Suivent trois – oui, trois, c’est le record de l’anthologie – nouvelles de Robert Bloch. On commence bien sûr avec « The Shambler from the Stars », nouvelle publiée dans Weird Tales en 1935. On la doit à un très jeune auteur, et ça se sent… L’écriture est sans doute pauvre, la trame plutôt terne, aussi n’en retient-on pas forcément grand-chose – peut-être, cependant, les développements portant sur Ludwig Prinn et son terrible ouvrage De Vermis Mysteriis ? (Au passage, le titre latin a été fourni par Lovecraft.) Cela dit, ce qui justifie l’inclusion de ce récit de jeunesse dans Tales of the Cthulhu Mythos, c’est sans doute le fait que Lovecraft y figure en tant que personnage (pas nommé cependant, mais très reconnaissable) ; Frank Belknap Long l’avait certes déjà fait, avec somme toute peu de réussite – à certains égards, le jeune Bloch s’en tire probablement mieux, en fait ; et en donne par ailleurs un portrait plus sympathique, basé certes uniquement sur la correspondance, tandis que Long connaissait Lovecraft en chair et en os.

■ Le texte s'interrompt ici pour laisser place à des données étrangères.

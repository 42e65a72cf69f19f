use serde::Serialize;
use tracing::{info, warn};

use burrow_protocol::Message;

use crate::peer::Peer;

#[derive(Debug, Serialize)]
pub struct ReclaimOutcome {
    pub evicted: usize,
    pub capacity: u64,
    pub occupation: u64,
}

/// Operator-triggered reclaim: adopt the new byte budget and, when the
/// current occupation exceeds it, evict redundant chunks. Admission is
/// suspended for the duration of the eviction pass.
pub async fn reclaim_to(peer: &Peer, max_bytes: u64) -> ReclaimOutcome {
    info!(
        "Reclaim: capacity {} -> {} (occupation {})",
        peer.state.capacity(),
        max_bytes,
        peer.state.occupation()
    );
    peer.state.set_capacity(max_bytes);

    let mut evicted = 0;
    if peer.state.occupation() > max_bytes {
        peer.state.set_accepting(false);
        evicted = free_space(peer).await;
        peer.state.set_accepting(true);
    }
    peer.state.persist();

    ReclaimOutcome {
        evicted,
        capacity: peer.state.capacity(),
        occupation: peer.state.occupation(),
    }
}

/// Evict every saved chunk whose confirmed-peer count exceeds its declared
/// replication degree, announcing each eviction with a REMOVED notice.
///
/// Policy note: the pass drops all over-replicated chunks it finds, not
/// just enough to fall under the capacity target.
pub async fn free_space(peer: &Peer) -> usize {
    let victims = peer.state.evict_over_replicated();
    if victims.is_empty() {
        info!("Reclaim: no over-replicated chunks to evict");
        return 0;
    }

    for chunk in &victims {
        let notice = Message::removed(
            &peer.config.version,
            peer.config.peer_id,
            &chunk.file_id,
            chunk.chunk_no,
        );
        if let Err(e) = peer.control.send(&notice).await {
            warn!("REMOVED notice for {} failed: {:#}", chunk.chunk_id(), e);
        }
        if let Err(e) = peer.store.delete_chunk(&chunk.file_id, chunk.chunk_no).await {
            warn!("Evicting {} from disk failed: {:#}", chunk.chunk_id(), e);
        }
        info!(
            "Evicted {} ({} holders, degree {})",
            chunk.chunk_id(),
            chunk.peers.len(),
            chunk.replication_degree
        );
    }

    peer.state.refresh_occupation(&peer.store).await;
    peer.state.persist();
    victims.len()
}
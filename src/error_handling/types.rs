use thiserror::Error;

#[derive(Debug, Error)]
pub enum ConfigError {
    #[error("IO error: {0}")]
    IoError(#[from] std::io::Error),
    #[error("TOML parsing error: {0}")]
    TomlError(String),
    #[error("IP formatting error: {0}")]
    BadIPFormatting(String),
    #[error("Value out of range: {0}")]
    NotInRange(String),
    #[error("Invalid URL: {0}")]
    BadUrl(String),
}

#[derive(Debug, Error)]
pub enum StorageError {
    #[error("Storage connection failed: {0}")]
    ConnectionFailed(String),
    #[error("Storage write failed: {0}")]
    WriteFailed(String),
    #[error("Storage read failed: {0}")]
    ReadFailed(String),
    #[error("Object not found: {0}")]
    NotFound(String),
    #[error("Invalid key: {0}")]
    InvalidKey(String),
    #[error("Invalid object name: {0}")]
    InvalidObjectName(String),
}

impl From<sea_orm::DbErr> for StorageError {
    fn from(err: sea_orm::DbErr) -> Self {
        match err {
            sea_orm::DbErr::Conn(e) => StorageError::ConnectionFailed(e.to_string()),
            sea_orm::DbErr::Exec(e) => StorageError::WriteFailed(e.to_string()),
            other => StorageError::ReadFailed(other.to_string()),
        }
    }
}

#[derive(Debug, Error)]
pub enum FetchError {
    #[error("invalid URL {url}: {reason}")]
    InvalidUrl { url: String, reason: String },
    #[error("request to {url} failed: {reason}")]
    Request { url: String, reason: String },
    #[error("{url} answered with status {status}")]
    Status { url: String, status: u16 },
    #[error("{url} declares {declared} bytes, over the {limit} byte limit")]
    TooLarge { url: String, declared: u64, limit: u64 },
}

#[derive(Debug, Error)]
pub enum ScanError {
    #[error(transparent)]
    Fetch(#[from] FetchError),
    #[error("Target page Content-Length is {declared} but read {read} bytes")]
    ShortRead { declared: u64, read: u64 },
    #[error("invalid extraction pattern: {0}")]
    Pattern(#[from] regex::Error),
}

#[derive(Debug, Error)]
pub enum IdentityError {
    #[error("secure random generation failed: {0}")]
    Entropy(String),
}

#[derive(Debug, Error)]
pub enum DispatchError {
    #[error("work queue is closed")]
    QueueClosed,
    #[error("failed to enqueue {image_url}: {reason}")]
    EnqueueFailed { image_url: String, reason: String },
}

#[derive(Debug, Error)]
pub enum PushError {
    #[error("push channel registry unavailable")]
    Unavailable,
    #[error("unknown channel token")]
    UnknownToken,
}

#[derive(Debug, Error)]
pub enum ThumbnailError {
    #[error("stored object is not a decodable image: {0}")]
    Decode(String),
    #[error("thumbnail encoding failed: {0}")]
    Encode(String),
    #[error("thumbnail storage failed: {0}")]
    Storage(#[from] StorageError),
}

#[derive(Debug, Error)]
pub enum IngestError {
    #[error("invalid work item: {0}")]
    InvalidItem(String),
    #[error(transparent)]
    Fetch(#[from] FetchError),
    #[error("object write failed: {0}")]
    Store(StorageError),
    #[error("image is too small: {written} bytes")]
    TooSmall { written: u64 },
    #[error(transparent)]
    Thumbnail(#[from] ThumbnailError),
    #[error("artifact record write failed: {0}")]
    Record(StorageError),
}

impl IngestError {
    /// Validation failures are discarded quietly rather than reported as hard errors.
    pub fn is_validation(&self) -> bool {
        matches!(
            self,
            IngestError::TooSmall { .. } | IngestError::Thumbnail(ThumbnailError::Decode(_))
        )
    }
}

#[derive(Debug, Error)]
pub enum CleanupError {
    #[error("session enumeration failed: {0}")]
    Enumeration(#[from] StorageError),
}

#[derive(Debug, Error)]
pub enum SessionError {
    #[error("Identity error: {0}")]
    IdentityError(#[from] IdentityError),
    #[error("Scan error: {0}")]
    ScanError(#[from] ScanError),
    #[error("Storage error: {0}")]
    StorageError(#[from] StorageError),
    #[error("Push error: {0}")]
    PushError(#[from] PushError),
    #[error("Dispatch error: {0}")]
    DispatchError(#[from] DispatchError),
    #[error("Cleanup error: {0}")]
    CleanupError(#[from] CleanupError),
}

#[derive(Debug, Error)]
pub enum WebError {
    #[error("template error: {0}")]
    Template(String),
    #[error("invalid bind address: {0}")]
    BadAddress(String),
}

#[derive(Debug, Error)]
pub enum ControllerError {
    #[error("Configuration error: {0}")]
    ConfigurationError(#[from] ConfigError),
    #[error("Storage error: {0}")]
    StorageError(#[from] StorageError),
    #[error("Web error: {0}")]
    WebError(#[from] WebError),
    #[error("Initialization failed: {0}")]
    InitializationFailed(String),
}
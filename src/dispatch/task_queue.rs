use std::sync::Arc;

use async_trait::async_trait;
use log::{debug, info, warn};
use tokio::sync::{mpsc, Semaphore};
use tokio::task::JoinHandle;

use crate::dispatch::work_item::WorkItem;
use crate::error_handling::types::DispatchError;

/// Accepts work items for asynchronous processing.
#[async_trait]
pub trait WorkQueue: Send + Sync {
    async fn enqueue(&self, item: WorkItem) -> Result<(), DispatchError>;
}

/// Processes one work item. Errors are the handler's to log.
#[async_trait]
pub trait WorkHandler: Send + Sync {
    async fn handle(&self, item: WorkItem);
}

/// Bounded mpsc queue drained by a pool of at most `concurrency` tasks.
#[derive(Clone)]
pub struct TaskQueue {
    sender: mpsc::Sender<WorkItem>,
}

impl TaskQueue {
    /// Starts the pool. The returned handle finishes once every sender is
    /// dropped and the queue is drained.
    pub fn start(
        handler: Arc<dyn WorkHandler>,
        capacity: usize,
        concurrency: usize,
    ) -> (Self, JoinHandle<()>) {
        let (sender, receiver) = mpsc::channel(capacity.max(1));
        let semaphore = Arc::new(Semaphore::new(concurrency.max(1)));
        let pool = tokio::spawn(run_pool(receiver, handler, semaphore));
        info!(
            "Task queue started (capacity {}, concurrency {})",
            capacity, concurrency
        );
        (Self { sender }, pool)
    }
}

async fn run_pool(
    mut receiver: mpsc::Receiver<WorkItem>,
    handler: Arc<dyn WorkHandler>,
    semaphore: Arc<Semaphore>,
) {
    while let Some(item) = receiver.recv().await {
        let permit = match semaphore.clone().acquire_owned().await {
            Ok(permit) => permit,
            Err(e) => {
                warn!("Worker pool closed: {}", e);
                break;
            }
        };
        let handler = handler.clone();
        tokio::spawn(async move {
            let _permit = permit;
            debug!("Running work item {} for '{}'", item.image_url, item.client_id);
            handler.handle(item).await;
        });
    }
    info!("Task queue drained, worker pool stopping");
}

#[async_trait]
impl WorkQueue for TaskQueue {
    async fn enqueue(&self, item: WorkItem) -> Result<(), DispatchError> {
        self.sender
            .send(item)
            .await
            .map_err(|_| DispatchError::QueueClosed)
    }
}
use std::collections::HashSet;
use std::sync::Arc;

use log::{error, info};

use crate::dispatch::task_queue::WorkQueue;
use crate::dispatch::work_item::WorkItem;
use crate::error_handling::types::DispatchError;
use crate::storage::types::SessionKey;

/// Turns the images found for one session into queued work items.
#[derive(Clone)]
pub struct Dispatcher {
    queue: Arc<dyn WorkQueue>,
}

impl Dispatcher {
    pub fn new(queue: Arc<dyn WorkQueue>) -> Self {
        Self { queue }
    }

    /// Enqueues one item per distinct URL in `images` and returns how many
    /// were queued.
    ///
    /// The first enqueue failure stops the fan-out and is returned; items
    /// already queued still run.
    pub async fn fan_out(
        &self,
        client_id: &str,
        session_key: SessionKey,
        images: &[String],
    ) -> Result<usize, DispatchError> {
        let mut seen = HashSet::new();
        let mut queued = 0;
        for image in images {
            if !seen.insert(image.as_str()) {
                continue;
            }
            let item = WorkItem {
                client_id: client_id.to_string(),
                image_url: image.clone(),
                session_key,
            };
            if let Err(e) = self.queue.enqueue(item).await {
                error!(
                    "Fan-out for session {} stopped after {} item(s): {}",
                    session_key, queued, e
                );
                return Err(match e {
                    DispatchError::QueueClosed => DispatchError::EnqueueFailed {
                        image_url: image.clone(),
                        reason: "work queue is closed".to_string(),
                    },
                    other => other,
                });
            }
            queued += 1;
        }
        info!(
            "Dispatched {} work item(s) for client '{}' session {}",
            queued, client_id, session_key
        );
        Ok(queued)
    }
}
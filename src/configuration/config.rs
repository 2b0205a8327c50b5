use log::{debug, info};
use serde::Deserialize;
use std::net::{IpAddr, SocketAddr};
use std::path::{Path, PathBuf};
use std::time::Duration;
use url::Url;

use crate::error_handling::types::ConfigError;

/// Runtime configuration for the scraping service.
///
/// Loaded from a TOML file where every key is optional and falls back to the
/// defaults below, then adjusted by `IMGSCRAP_*` environment variables and
/// finally by command-line overrides in `main`.
///
/// # Fields Overview
///
/// - `bind_address` / `port`: where the web interface listens
/// - `database_url`: SeaORM connection string for the metadata store
/// - `objects_dir`: root directory of the object store
/// - `public_base_url`: prefix used to build servable object URLs
/// - `min_image_bytes`: anything smaller is not treated as a real image
/// - `thumbnail_size`: maximum thumbnail dimension in pixels
/// - `max_page_bytes` / `max_image_bytes`: bounded read limits
/// - `fetch_timeout_secs` / `user_agent`: outbound HTTP client settings
/// - `worker_concurrency` / `queue_capacity`: work queue sizing
/// - `maintenance_interval_secs`: period of the scheduled global sweep, `0` disables it
/// - `straggler_delay_secs`: delay of the follow-up sweep after a reset
/// - `orphan_grace_secs`: minimum age before an unreferenced object is collected
#[derive(Debug, Clone, PartialEq, Deserialize)]
#[serde(default, deny_unknown_fields)]
pub struct Config {
    pub bind_address: String,
    pub port: u16,
    pub database_url: String,
    pub objects_dir: PathBuf,
    pub public_base_url: String,
    pub min_image_bytes: u64,
    pub thumbnail_size: u32,
    pub max_page_bytes: u64,
    pub max_image_bytes: u64,
    pub fetch_timeout_secs: u64,
    pub user_agent: String,
    pub worker_concurrency: usize,
    pub queue_capacity: usize,
    pub maintenance_interval_secs: u64,
    pub straggler_delay_secs: u64,
    pub orphan_grace_secs: u64,
}

impl Default for Config {
    fn default() -> Self {
        Self {
            bind_address: "127.0.0.1".to_string(),
            port: 8080,
            database_url: "sqlite://imgscrap.sqlite3?mode=rwc".to_string(),
            objects_dir: PathBuf::from("objects"),
            public_base_url: "http://127.0.0.1:8080".to_string(),
            min_image_bytes: 100,
            thumbnail_size: 100,
            max_page_bytes: 5 * 1024 * 1024,
            max_image_bytes: 20 * 1024 * 1024,
            fetch_timeout_secs: 30,
            user_agent: concat!("imgscrap/", env!("CARGO_PKG_VERSION")).to_string(),
            worker_concurrency: 8,
            queue_capacity: 1024,
            maintenance_interval_secs: 0,
            straggler_delay_secs: 30,
            orphan_grace_secs: 3600,
        }
    }
}

impl Config {
    /// Environment variable overriding `database_url`.
    pub const ENV_DATABASE_URL: &'static str = "IMGSCRAP_DATABASE_URL";
    /// Environment variable overriding `objects_dir`.
    pub const ENV_OBJECTS_DIR: &'static str = "IMGSCRAP_OBJECTS_DIR";
    /// Environment variable overriding `public_base_url`.
    pub const ENV_PUBLIC_BASE_URL: &'static str = "IMGSCRAP_PUBLIC_BASE_URL";

    /// Reads and validates a TOML configuration file.
    pub fn from_file(path: &Path) -> Result<Self, ConfigError> {
        info!("Reading configuration from {}", path.display());
        let raw = std::fs::read_to_string(path)?;
        Self::from_toml_str(&raw)
    }

    /// Parses and validates configuration from TOML text.
    pub fn from_toml_str(raw: &str) -> Result<Self, ConfigError> {
        let mut config: Config =
            toml::from_str(raw).map_err(|e| ConfigError::TomlError(e.to_string()))?;
        config.apply_env();
        config.validate()?;
        Ok(config)
    }

    /// Defaults plus environment overrides, for running without a file.
    pub fn from_env() -> Result<Self, ConfigError> {
        let mut config = Config::default();
        config.apply_env();
        config.validate()?;
        Ok(config)
    }

    fn apply_env(&mut self) {
        if let Ok(url) = std::env::var(Self::ENV_DATABASE_URL) {
            debug!("Using database URL from {}", Self::ENV_DATABASE_URL);
            self.database_url = url;
        }
        if let Ok(dir) = std::env::var(Self::ENV_OBJECTS_DIR) {
            debug!("Using objects directory from {}: {}", Self::ENV_OBJECTS_DIR, dir);
            self.objects_dir = PathBuf::from(dir);
        }
        if let Ok(base) = std::env::var(Self::ENV_PUBLIC_BASE_URL) {
            debug!("Using public base URL from {}: {}", Self::ENV_PUBLIC_BASE_URL, base);
            self.public_base_url = base;
        }
    }

    /// Checks value ranges and formats.
    pub fn validate(&self) -> Result<(), ConfigError> {
        self.bind_address
            .parse::<IpAddr>()
            .map_err(|e| ConfigError::BadIPFormatting(format!("{}: {}", self.bind_address, e)))?;

        let base = Url::parse(&self.public_base_url)
            .map_err(|e| ConfigError::BadUrl(format!("{}: {}", self.public_base_url, e)))?;
        if !matches!(base.scheme(), "http" | "https") {
            return Err(ConfigError::BadUrl(format!(
                "{}: public base URL must be http or https",
                self.public_base_url
            )));
        }

        if self.database_url.trim().is_empty() {
            return Err(ConfigError::BadUrl("database_url is empty".to_string()));
        }
        if self.objects_dir.as_os_str().is_empty() {
            return Err(ConfigError::NotInRange("objects_dir is empty".to_string()));
        }
        if !(16..=1600).contains(&self.thumbnail_size) {
            return Err(ConfigError::NotInRange(format!(
                "thumbnail_size {} outside 16..=1600",
                self.thumbnail_size
            )));
        }
        if self.min_image_bytes >= self.max_image_bytes {
            return Err(ConfigError::NotInRange(format!(
                "min_image_bytes {} must be below max_image_bytes {}",
                self.min_image_bytes, self.max_image_bytes
            )));
        }
        if self.max_page_bytes == 0 {
            return Err(ConfigError::NotInRange("max_page_bytes must be positive".to_string()));
        }
        if self.worker_concurrency == 0 || self.queue_capacity == 0 {
            return Err(ConfigError::NotInRange(
                "worker_concurrency and queue_capacity must be positive".to_string(),
            ));
        }
        if self.fetch_timeout_secs == 0 {
            return Err(ConfigError::NotInRange("fetch_timeout_secs must be positive".to_string()));
        }
        Ok(())
    }

    /// Socket address of the web interface.
    pub fn socket_addr(&self) -> Result<SocketAddr, ConfigError> {
        let ip = self
            .bind_address
            .parse::<IpAddr>()
            .map_err(|e| ConfigError::BadIPFormatting(format!("{}: {}", self.bind_address, e)))?;
        Ok(SocketAddr::new(ip, self.port))
    }

    pub fn fetch_timeout(&self) -> Duration {
        Duration::from_secs(self.fetch_timeout_secs)
    }

    pub fn straggler_delay(&self) -> Duration {
        Duration::from_secs(self.straggler_delay_secs)
    }

    pub fn orphan_grace(&self) -> Duration {
        Duration::from_secs(self.orphan_grace_secs)
    }

    /// `None` when scheduled maintenance is disabled.
    pub fn maintenance_interval(&self) -> Option<Duration> {
        match self.maintenance_interval_secs {
            0 => None,
            secs => Some(Duration::from_secs(secs)),
        }
    }
}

Quoi qu’il en soit, Bloch y fait mourir son maître de manière particulièrement atroce. On connaît l’histoire : le jeune auteur, qui avait franchi le pas, vainquant sa timidité, et entamé une correspondance avec le gentleman de Providence, lui avait, au bout de quelque temps, expressément demandé (peut-être à la demande de Farnsworth Wright, cela dit) s’il avait la permission de le tuer dans une nouvelle – permission accordée sans l’ombre d’un souci par le principal intéressé (dans une lettre assez rigolote, d’ailleurs, autorisant Bloch « to portray, murder, annihilate, disintegrate, transfigure, metamorphose, or otherwise manhandle the under-signed »). Robert Bloch se met au fond en scène lui aussi – en écrivaillon frustré de ne pas parvenir à écrire une vraie bonne histoire d’horreur… ce qui semble alors impliquer d’adhérer à l’horreur cosmique théorisée par Lovecraft – mais Bloch trouvera sa propre voie plus tard.

 

Bien sûr, ça ne s’arrête pas là – Lovecraft n’a pas manqué de se venger ! À l’occasion d’une de ses dernières nouvelles, ici reprise, « The Haunter of the Dark », où c’est cette fois un certain Robert Blake (c’est pour le moins transparent…) qui y subit un sort abominable… Mais, ayant relu cette nouvelle somme toute récemment, dans The Dunwich Horror and others, et m’en souvenant assez bien, je ne l’ai pas relue cette fois.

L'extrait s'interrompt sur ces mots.